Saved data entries
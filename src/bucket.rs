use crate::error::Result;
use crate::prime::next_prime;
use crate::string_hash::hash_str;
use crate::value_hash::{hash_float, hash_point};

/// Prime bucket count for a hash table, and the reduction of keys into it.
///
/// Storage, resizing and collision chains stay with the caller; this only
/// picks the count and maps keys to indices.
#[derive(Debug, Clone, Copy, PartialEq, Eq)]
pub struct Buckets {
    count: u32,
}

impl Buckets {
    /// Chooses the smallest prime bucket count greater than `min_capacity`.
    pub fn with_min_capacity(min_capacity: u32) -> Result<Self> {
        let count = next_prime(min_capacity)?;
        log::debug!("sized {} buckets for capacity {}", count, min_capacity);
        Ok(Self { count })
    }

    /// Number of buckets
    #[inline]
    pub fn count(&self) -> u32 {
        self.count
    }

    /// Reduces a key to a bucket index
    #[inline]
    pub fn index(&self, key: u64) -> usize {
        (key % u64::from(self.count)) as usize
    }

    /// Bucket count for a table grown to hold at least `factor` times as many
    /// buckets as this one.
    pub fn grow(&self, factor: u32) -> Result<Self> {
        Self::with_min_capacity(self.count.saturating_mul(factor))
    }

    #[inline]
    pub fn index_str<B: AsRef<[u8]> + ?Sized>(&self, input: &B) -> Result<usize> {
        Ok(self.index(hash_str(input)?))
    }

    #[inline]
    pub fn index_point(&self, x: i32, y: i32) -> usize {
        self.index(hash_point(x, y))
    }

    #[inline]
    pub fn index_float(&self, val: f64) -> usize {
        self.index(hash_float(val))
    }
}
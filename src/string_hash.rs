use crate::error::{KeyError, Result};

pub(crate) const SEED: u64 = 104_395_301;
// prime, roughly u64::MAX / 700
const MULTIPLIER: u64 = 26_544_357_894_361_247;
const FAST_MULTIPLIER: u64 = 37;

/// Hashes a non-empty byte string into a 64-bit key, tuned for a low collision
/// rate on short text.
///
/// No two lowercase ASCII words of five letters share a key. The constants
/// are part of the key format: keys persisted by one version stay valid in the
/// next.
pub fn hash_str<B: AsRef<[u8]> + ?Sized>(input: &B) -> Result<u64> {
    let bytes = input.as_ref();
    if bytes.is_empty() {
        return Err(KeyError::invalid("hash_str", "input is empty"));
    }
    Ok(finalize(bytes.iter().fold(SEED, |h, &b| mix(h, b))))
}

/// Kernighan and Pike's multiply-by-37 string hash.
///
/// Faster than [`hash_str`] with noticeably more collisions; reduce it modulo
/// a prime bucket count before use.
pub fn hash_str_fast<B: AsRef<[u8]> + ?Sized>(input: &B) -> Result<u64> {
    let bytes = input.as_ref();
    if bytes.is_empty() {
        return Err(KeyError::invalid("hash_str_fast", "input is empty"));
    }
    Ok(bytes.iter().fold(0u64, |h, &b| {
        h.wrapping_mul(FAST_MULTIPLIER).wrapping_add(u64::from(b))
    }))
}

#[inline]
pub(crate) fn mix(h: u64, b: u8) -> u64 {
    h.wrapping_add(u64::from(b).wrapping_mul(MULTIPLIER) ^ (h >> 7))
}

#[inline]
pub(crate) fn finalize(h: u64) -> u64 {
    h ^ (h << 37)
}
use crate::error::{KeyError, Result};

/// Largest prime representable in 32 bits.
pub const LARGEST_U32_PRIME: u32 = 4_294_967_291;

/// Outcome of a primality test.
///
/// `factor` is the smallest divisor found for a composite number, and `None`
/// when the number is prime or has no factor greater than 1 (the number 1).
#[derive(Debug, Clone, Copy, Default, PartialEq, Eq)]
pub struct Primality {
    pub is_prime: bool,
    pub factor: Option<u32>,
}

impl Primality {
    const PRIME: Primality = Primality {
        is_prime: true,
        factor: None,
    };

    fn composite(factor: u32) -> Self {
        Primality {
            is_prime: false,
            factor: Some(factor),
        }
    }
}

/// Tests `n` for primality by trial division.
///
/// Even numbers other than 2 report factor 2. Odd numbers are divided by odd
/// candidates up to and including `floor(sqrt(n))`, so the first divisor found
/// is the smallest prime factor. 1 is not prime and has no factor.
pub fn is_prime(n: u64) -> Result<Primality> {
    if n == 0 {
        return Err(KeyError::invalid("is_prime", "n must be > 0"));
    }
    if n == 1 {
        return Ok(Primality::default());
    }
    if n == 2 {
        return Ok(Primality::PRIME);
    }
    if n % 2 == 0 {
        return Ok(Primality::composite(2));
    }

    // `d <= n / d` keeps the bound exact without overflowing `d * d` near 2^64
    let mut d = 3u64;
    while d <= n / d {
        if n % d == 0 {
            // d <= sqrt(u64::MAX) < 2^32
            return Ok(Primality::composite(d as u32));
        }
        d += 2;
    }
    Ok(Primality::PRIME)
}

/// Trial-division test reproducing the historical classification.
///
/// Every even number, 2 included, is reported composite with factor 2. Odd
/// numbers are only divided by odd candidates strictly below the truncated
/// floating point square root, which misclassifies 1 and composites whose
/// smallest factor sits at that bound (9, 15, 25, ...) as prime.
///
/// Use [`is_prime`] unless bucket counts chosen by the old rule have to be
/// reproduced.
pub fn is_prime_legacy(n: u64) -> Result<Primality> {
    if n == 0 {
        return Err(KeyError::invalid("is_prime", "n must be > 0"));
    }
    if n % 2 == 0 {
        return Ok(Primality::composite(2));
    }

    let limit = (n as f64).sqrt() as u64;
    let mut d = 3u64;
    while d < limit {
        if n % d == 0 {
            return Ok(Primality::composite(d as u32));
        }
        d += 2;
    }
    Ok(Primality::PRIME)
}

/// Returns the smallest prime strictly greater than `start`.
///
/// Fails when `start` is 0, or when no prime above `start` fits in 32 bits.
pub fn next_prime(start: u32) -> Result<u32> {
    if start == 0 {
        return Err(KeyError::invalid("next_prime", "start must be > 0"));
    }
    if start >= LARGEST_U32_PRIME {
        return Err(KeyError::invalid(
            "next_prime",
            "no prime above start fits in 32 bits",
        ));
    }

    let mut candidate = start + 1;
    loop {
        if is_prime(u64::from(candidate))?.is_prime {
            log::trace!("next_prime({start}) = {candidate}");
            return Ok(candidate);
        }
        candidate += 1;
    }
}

> **Task brief**
Report each line of the data that includes the string "Copy".

> **Solution to this exercise**
#[derive(Debug, Clone, Copy, PartialEq, Eq)]
#[derive(Debug, Clone, Copy, Default, PartialEq, Eq)]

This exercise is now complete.